My experience with the McFarlands mirror’s that of the editor. My Colt H-Bar upper, bought new in 1995, and now on it’s third barrel, (original Colt, and 2 Kriegers), 10,135 documented rounds fired, same Mcfarland ring, since 1997. Use nothing but Breakfree. Two Bushmaster upper’s each with 5 & 7800 rds. fired, same McFarland rings.
>With conventional gas rings, you need to correctly rotate each ring so the “gap” does not line up, thereby allowing gas blow-by that can cause cycling problems.
I wonder how this legend this lives I´ve never ever heard of anyone with gas ring alignment problem IF the rings have been intact.
A friend of mine bought a new custom AR with regular bolt with McFarland rings + JP lightened steel carrier. The gun did not cycle properly. After replacing McFarland rings with regular rings the gun worked ok. Dunno what was wrong with those rings.
Firing tens of thousands of rounds in High Power comp, using several different uppers, not one alibi using the mil-spec, 3 piece, gas rings. I don’t pay any special attention to the gap alignment when cleaning/reassembling.
Steve,
Thanks for the feedback. I have seen the split rings cause a problem in 16″ barreled rifles shooting milsurp ammo with sustained rapid fire (meaning multiple 20-rd or 30-rd magazines shot quickly.)

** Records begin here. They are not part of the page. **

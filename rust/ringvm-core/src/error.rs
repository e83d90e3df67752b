//! Error type shared by every stage of program loading and execution.

use thiserror::Error;

#[derive(Debug, Clone, PartialEq, Eq, Error)]
pub enum VmError {
    #[error("malformed program: token {position} ({token:?}) is not an integer")]
    MalformedProgram { position: usize, token: String },
    #[error("malformed program: no cells")]
    EmptyProgram,
    #[error("invalid opcode {opcode} at ip {ip}")]
    InvalidOpcode { opcode: i64, ip: usize },
    #[error("invalid addressing mode {mode} in instruction {cell} at ip {ip}")]
    InvalidMode { mode: i64, cell: i64, ip: usize },
    #[error("immediate-mode parameter used as a write target at ip {ip}")]
    InvalidWriteTarget { ip: usize },
    #[error("negative address {address} at ip {ip}")]
    NegativeAddress { address: i64, ip: usize },
    #[error("arithmetic overflow at ip {ip}")]
    ArithmeticOverflow { ip: usize },
    #[error("memory limit exceeded: address {address} beyond {limit} cells")]
    MemoryLimitExceeded { address: i64, limit: usize },
    #[error("cannot grow memory to address {address} at ip {ip}")]
    AllocationFailed { address: i64, ip: usize },
    #[error("step limit exceeded: {0}")]
    StepLimitExceeded(u64),
    #[error("input exhausted")]
    InputExhausted,
    #[error("channel overflow: capacity {capacity} reached")]
    ChannelOverflow { capacity: usize },
    #[error("interrupted: peer channel closed")]
    Interrupted,
    #[error("machine is not running")]
    NotRunning,
}

impl VmError {
    /// Whether the error originates inside the machine itself rather than on
    /// one of its I/O edges.
    pub fn is_fault(&self) -> bool {
        !matches!(
            self,
            VmError::InputExhausted
                | VmError::ChannelOverflow { .. }
                | VmError::Interrupted
                | VmError::NotRunning
        )
    }

    /// Set the instruction pointer on errors raised below the engine (memory
    /// accesses know nothing about the current instruction).
    pub(crate) fn at(self, at_ip: usize) -> Self {
        match self {
            VmError::NegativeAddress { address, .. } => VmError::NegativeAddress {
                address,
                ip: at_ip,
            },
            VmError::AllocationFailed { address, .. } => VmError::AllocationFailed {
                address,
                ip: at_ip,
            },
            other => other,
        }
    }
}

#[cfg(test)]
mod tests {
    use super::*;

    #[test]
    fn fault_classification() {
        assert!(VmError::InvalidOpcode { opcode: 42, ip: 0 }.is_fault());
        assert!(VmError::InvalidWriteTarget { ip: 3 }.is_fault());
        assert!(VmError::StepLimitExceeded(10).is_fault());
        assert!(VmError::AllocationFailed { address: 1 << 62, ip: 0 }.is_fault());
        assert!(!VmError::Interrupted.is_fault());
        assert!(!VmError::ChannelOverflow { capacity: 1 }.is_fault());
        assert!(!VmError::InputExhausted.is_fault());
    }

    #[test]
    fn display_names_the_location() {
        let err = VmError::InvalidOpcode { opcode: 42, ip: 7 };
        assert_eq!(err.to_string(), "invalid opcode 42 at ip 7");
        let err = VmError::NegativeAddress { address: -3, ip: 0 }.at(12);
        assert_eq!(err.to_string(), "negative address -3 at ip 12");
    }
}
//! Input validation for catalog, user and API key fields.

use std::fmt;

/// Validation error types.
#[derive(Debug, Clone, PartialEq)]
pub enum ValidationError {
    /// Invalid email format.
    InvalidEmail(String),
    /// Value too short.
    TooShort { field: String, min: usize, actual: usize },
    /// Value too long.
    TooLong { field: String, max: usize, actual: usize },
    /// Number outside its allowed range.
    OutOfRange { field: String, detail: String },
    /// Empty value where one is required.
    Empty(String),
}

impl fmt::Display for ValidationError {
    fn fmt(&self, f: &mut fmt::Formatter<'_>) -> fmt::Result {
        match self {
            ValidationError::InvalidEmail(msg) => write!(f, "Invalid email: {}", msg),
            ValidationError::TooShort { field, min, .. } => {
                write!(f, "{} must be at least {} characters", field, min)
            }
            ValidationError::TooLong { field, max, actual } => {
                write!(f, "{} is too long ({} chars, max {})", field, actual, max)
            }
            ValidationError::OutOfRange { field, detail } => write!(f, "{} {}", field, detail),
            ValidationError::Empty(field) => write!(f, "{} is required", field),
        }
    }
}

impl std::error::Error for ValidationError {}

/// Maximum allowed length for email addresses.
pub const MAX_EMAIL_LENGTH: usize = 254;

/// Minimum length of an agent name.
pub const MIN_AGENT_NAME_LENGTH: usize = 3;

/// Maximum length of an agent name.
pub const MAX_AGENT_NAME_LENGTH: usize = 80;

/// Maximum allowed length for model names.
pub const MAX_MODEL_LENGTH: usize = 64;

/// Validate an email address (basic RFC 5322 format check).
///
/// This is a basic validation that checks:
/// - Contains exactly one @
/// - Has at least one character before @
/// - Has at least one character after @
/// - Has at least one dot after @
/// - Is not too long
pub fn validate_email(email: &str) -> Result<(), ValidationError> {
    let email = email.trim();

    if email.is_empty() {
        return Err(ValidationError::Empty("email".to_string()));
    }

    if email.len() > MAX_EMAIL_LENGTH {
        return Err(ValidationError::TooLong {
            field: "email".to_string(),
            max: MAX_EMAIL_LENGTH,
            actual: email.len(),
        });
    }

    let Some((local, domain)) = email.split_once('@') else {
        return Err(ValidationError::InvalidEmail(
            "must contain exactly one @ symbol".to_string(),
        ));
    };

    if domain.contains('@') {
        return Err(ValidationError::InvalidEmail(
            "must contain exactly one @ symbol".to_string(),
        ));
    }

    if local.is_empty() {
        return Err(ValidationError::InvalidEmail(
            "missing local part (before @)".to_string(),
        ));
    }

    if domain.is_empty() {
        return Err(ValidationError::InvalidEmail(
            "missing domain (after @)".to_string(),
        ));
    }

    if !domain.contains('.') {
        return Err(ValidationError::InvalidEmail(
            "domain must contain at least one dot".to_string(),
        ));
    }

    if domain.starts_with('.') || domain.ends_with('.') || domain.contains("..") {
        return Err(ValidationError::InvalidEmail(
            "domain has a misplaced dot".to_string(),
        ));
    }

    Ok(())
}

/// Require a non-blank value.
pub fn validate_required(field: &str, value: &str) -> Result<(), ValidationError> {
    if value.trim().is_empty() {
        return Err(ValidationError::Empty(field.to_string()));
    }
    Ok(())
}

/// Validate an agent name: 3 to 80 characters after trimming.
pub fn validate_agent_name(name: &str) -> Result<(), ValidationError> {
    let len = name.trim().chars().count();

    if len < MIN_AGENT_NAME_LENGTH {
        return Err(ValidationError::TooShort {
            field: "Agent name".to_string(),
            min: MIN_AGENT_NAME_LENGTH,
            actual: len,
        });
    }

    if len > MAX_AGENT_NAME_LENGTH {
        return Err(ValidationError::TooLong {
            field: "Agent name".to_string(),
            max: MAX_AGENT_NAME_LENGTH,
            actual: len,
        });
    }

    Ok(())
}

/// Validate a price: finite and strictly positive.
pub fn validate_price(price: f64) -> Result<(), ValidationError> {
    if !price.is_finite() || price <= 0.0 {
        return Err(ValidationError::OutOfRange {
            field: "price".to_string(),
            detail: "must be greater than 0".to_string(),
        });
    }
    Ok(())
}

/// Validate a sampling temperature in [0, 1].
pub fn validate_temperature(temperature: f64) -> Result<(), ValidationError> {
    if !(0.0..=1.0).contains(&temperature) {
        return Err(ValidationError::OutOfRange {
            field: "temperature".to_string(),
            detail: "must be between 0 and 1".to_string(),
        });
    }
    Ok(())
}

/// Validate a max-token budget (> 0).
pub fn validate_max_tokens(max_tokens: i64) -> Result<(), ValidationError> {
    if max_tokens <= 0 {
        return Err(ValidationError::OutOfRange {
            field: "max tokens".to_string(),
            detail: "must be greater than 0".to_string(),
        });
    }
    Ok(())
}

/// Validate a model name length.
pub fn validate_model_length(model: &str) -> Result<(), ValidationError> {
    let model = model.trim();

    if model.is_empty() {
        return Err(ValidationError::Empty("model".to_string()));
    }

    if model.len() > MAX_MODEL_LENGTH {
        return Err(ValidationError::TooLong {
            field: "model".to_string(),
            max: MAX_MODEL_LENGTH,
            actual: model.len(),
        });
    }

    Ok(())
}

Obviously, however, if the mil-spec rings work 100% for your use, one-piece rings may not be advantageous.
How do you install the 1 piece gas ring?
Dom you have to peel the edge of the one piece off and guide it into the channel and then rotate it around and around while keeping pressure on the ring it will wind right into the channel.
I have a failzero bolt and this one piece design is very very tight and has me a bit concerned about firing it like this.
My pistol 7.5″ barrel upper continually seems to realign all three gas rings so that gaps align. After even just one magazine! Then the empty brass fails to eject and I have a double feed. I can’t wait to try this one piece.